**Recorded data**
- Opening Delimiter -

//! Error types for matching and node construction.
//!
//! Everything fallible in this crate reports through [`Error`]. Matching
//! failures carry enough context to show what was expected against what
//! was found; the default matcher wraps inner failures with the enclosing
//! template before re-raising.

/// Unified error type for the crate.
#[derive(Debug, Clone)]
pub enum Error {
    /// The input text does not conform to the template at some placeholder.
    TemplateMismatch(String),
    /// The template itself is ill-formed (two adjacent text placeholders,
    /// or a field placeholder applied to the wrong field shape).
    TemplateSpec(String),
    /// Ill-formed caller input: a statement without indent context, a node
    /// that is not part of the given module, an invalid builder argument.
    Value(String),
    /// A textual ctx tag did not name one of load/store/del/param.
    InvalidCtx(String),
}

impl Error {
    pub(crate) fn mismatch(msg: impl Into<String>) -> Self {
        Error::TemplateMismatch(msg.into())
    }

    pub(crate) fn spec(msg: impl Into<String>) -> Self {
        Error::TemplateSpec(msg.into())
    }

    pub(crate) fn value(msg: impl Into<String>) -> Self {
        Error::Value(msg.into())
    }
}

impl std::fmt::Display for Error {
    fn fmt(&self, f: &mut std::fmt::Formatter<'_>) -> std::fmt::Result {
        match self {
            Error::TemplateMismatch(msg) => write!(f, "template mismatch: {}", msg),
            Error::TemplateSpec(msg) => write!(f, "badly specified template: {}", msg),
            Error::Value(msg) => write!(f, "invalid value: {}", msg),
            Error::InvalidCtx(msg) => write!(f, "invalid ctx: {}", msg),
        }
    }
}

impl std::error::Error for Error {}

/// Convenience alias used throughout the crate.
pub type Result<T> = std::result::Result<T, Error>;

- Closing Delimiter -

**Your goal**
Filter the records above for lines containing the word "TemplateMismatch", and copy those lines.

**Written reply**
    TemplateMismatch(String),
        Error::TemplateMismatch(msg.into())
            Error::TemplateMismatch(msg) => write!(f, "template mismatch: {}", msg),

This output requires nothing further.